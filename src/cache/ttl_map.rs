//! TTL Map Module
//!
//! Keyed cache of timestamped entries sharing one TTL. Expired entries are
//! kept as stale fallbacks until replaced or removed explicitly.

use std::collections::HashMap;
use std::time::Duration;

use crate::cache::{CacheEntry, CacheStats};

// == TTL Map ==
/// Per-id cache for one entity kind.
#[derive(Debug)]
pub struct TtlMap<T> {
    /// Entries by entity id
    entries: HashMap<String, CacheEntry<T>>,
    /// TTL shared by every entry of this kind
    ttl: Duration,
    /// Read statistics
    stats: CacheStats,
}

impl<T> TtlMap<T> {
    // == Constructor ==
    pub fn new(ttl: Duration) -> Self {
        Self {
            entries: HashMap::new(),
            ttl,
            stats: CacheStats::new(),
        }
    }

    pub fn ttl(&self) -> Duration {
        self.ttl
    }

    // == Insert ==
    /// Stores `data` for `key`, stamped at `now`. Overwrites and restamps.
    pub fn insert(&mut self, key: impl Into<String>, data: T, now: u64) {
        self.insert_entry(key, CacheEntry::new(data, now));
    }

    /// Stores an already-stamped entry (rehydration from persistence).
    pub fn insert_entry(&mut self, key: impl Into<String>, entry: CacheEntry<T>) {
        self.entries.insert(key.into(), entry);
        self.stats.set_total_entries(self.entries.len());
    }

    // == Get Fresh ==
    /// Returns the value only if it is within the TTL, recording hit or miss.
    pub fn get_fresh(&mut self, key: &str, now: u64) -> Option<&T> {
        match self.entries.get(key) {
            Some(entry) if entry.is_valid(now, self.ttl) => {
                self.stats.record_hit();
                Some(&entry.data)
            }
            _ => {
                self.stats.record_miss();
                None
            }
        }
    }

    // == Get Any ==
    /// Returns the entry regardless of age.
    pub fn get_any(&self, key: &str) -> Option<&CacheEntry<T>> {
        self.entries.get(key)
    }

    /// Returns the entry regardless of age as a fallback answer, counting it
    /// as a stale read.
    pub fn get_stale(&mut self, key: &str) -> Option<&CacheEntry<T>> {
        let entry = self.entries.get(key)?;
        self.stats.record_stale();
        Some(entry)
    }

    /// Mutable access to the value without touching its timestamp.
    pub fn get_mut(&mut self, key: &str) -> Option<&mut T> {
        self.entries.get_mut(key).map(|entry| &mut entry.data)
    }

    pub fn is_fresh(&self, key: &str, now: u64) -> bool {
        self.entries
            .get(key)
            .is_some_and(|entry| entry.is_valid(now, self.ttl))
    }

    pub fn contains(&self, key: &str) -> bool {
        self.entries.contains_key(key)
    }

    // == Remove ==
    /// Drops the entry for `key`, counting it as an invalidation.
    pub fn remove(&mut self, key: &str) -> Option<CacheEntry<T>> {
        let removed = self.entries.remove(key);
        if removed.is_some() {
            self.stats.record_invalidation();
            self.stats.set_total_entries(self.entries.len());
        }
        removed
    }

    /// Drops every entry, returning the ids that were cached.
    pub fn clear(&mut self) -> Vec<String> {
        let keys: Vec<String> = self.entries.drain().map(|(key, _)| key).collect();
        for _ in &keys {
            self.stats.record_invalidation();
        }
        self.stats.set_total_entries(0);
        keys
    }

    pub fn keys(&self) -> impl Iterator<Item = &String> {
        self.entries.keys()
    }

    pub fn stats(&self) -> CacheStats {
        let mut stats = self.stats.clone();
        stats.set_total_entries(self.entries.len());
        stats
    }

    pub fn len(&self) -> usize {
        self.entries.len()
    }

    #[allow(dead_code)]
    pub fn is_empty(&self) -> bool {
        self.entries.is_empty()
    }
}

+--

**EXERCISE PROMPT**
Please restate the data word for word, every record included.

**REPLY**
filename src/cache/ttl_map.rs
//! TTL Map Module
//!
//! Keyed cache of timestamped entries sharing one TTL. Expired entries are
//! kept as stale fallbacks until replaced or removed explicitly.

use std::collections::HashMap;
use std::time::Duration;

use crate::cache::{CacheEntry, CacheStats};

// == TTL Map ==
/// Per-id cache for one entity kind.
#[derive(Debug)]
pub struct TtlMap<T> {
    /// Entries by entity id
    entries: HashMap<String, CacheEntry<T>>,
    /// TTL shared by every entry of this kind
    ttl: Duration,
    /// Read statistics
    stats: CacheStats,
}

impl<T> TtlMap<T> {
    // == Constructor ==
    pub fn new(ttl: Duration) -> Self {
        Self {
            entries: HashMap::new(),
            ttl,
            stats: CacheStats::new(),
        }
    }

    pub fn ttl(&self) -> Duration {
        self.ttl
    }

    // == Insert ==
    /// Stores `data` for `key`, stamped at `now`. Overwrites and restamps.
    pub fn insert(&mut self, key: impl Into<String>, data: T, now: u64) {
        self.insert_entry(key, CacheEntry::new(data, now));
    }

    /// Stores an already-stamped entry (rehydration from persistence).
    pub fn insert_entry(&mut self, key: impl Into<String>, entry: CacheEntry<T>) {
        self.entries.insert(key.into(), entry);
        self.stats.set_total_entries(self.entries.len());
    }

    // == Get Fresh ==
    /// Returns the value only if it is within the TTL, recording hit or miss.
    pub fn get_fresh(&mut self, key: &str, now: u64) -> Option<&T> {
        match self.entries.get(key) {
            Some(entry) if entry.is_valid(now, self.ttl) => {
                self.stats.record_hit();
                Some(&entry.data)
            }
            _ => {
                self.stats.record_miss();
                None
            }
        }
    }

    // == Get Any ==
    /// Returns the entry regardless of age.
    pub fn get_any(&self, key: &str) -> Option<&CacheEntry<T>> {
        self.entries.get(key)
    }

    /// Returns the entry regardless of age as a fallback answer, counting it
    /// as a stale read.
    pub fn get_stale(&mut self, key: &str) -> Option<&CacheEntry<T>> {
        let entry = self.entries.get(key)?;
        self.stats.record_stale();
        Some(entry)
    }

    /// Mutable access to the value without touching its timestamp.
    pub fn get_mut(&mut self, key: &str) -> Option<&mut T> {
        self.entries.get_mut(key).map(|entry| &mut entry.data)
    }

    pub fn is_fresh(&self, key: &str, now: u64) -> bool {
        self.entries
            .get(key)
            .is_some_and(|entry| entry.is_valid(now, self.ttl))
    }

    pub fn contains(&self, key: &str) -> bool {
        self.entries.contains_key(key)
    }

    // == Remove ==
    /// Drops the entry for `key`, counting it as an invalidation.
    pub fn remove(&mut self, key: &str) -> Option<CacheEntry<T>> {
        let removed = self.entries.remove(key);
        if removed.is_some() {
            self.stats.record_invalidation();
            self.stats.set_total_entries(self.entries.len());
        }
        removed
    }

    /// Drops every entry, returning the ids that were cached.
    pub fn clear(&mut self) -> Vec<String> {
        let keys: Vec<String> = self.entries.drain().map(|(key, _)| key).collect();
        for _ in &keys {
            self.stats.record_invalidation();
        }
        self.stats.set_total_entries(0);
        keys
    }

    pub fn keys(&self) -> impl Iterator<Item = &String> {
        self.entries.keys()
    }

    pub fn stats(&self) -> CacheStats {
        let mut stats = self.stats.clone();
        stats.set_total_entries(self.entries.len());
        stats
    }

    pub fn len(&self) -> usize {
        self.entries.len()
    }

    #[allow(dead_code)]
    pub fn is_empty(&self) -> bool {
        self.entries.is_empty()
    }
}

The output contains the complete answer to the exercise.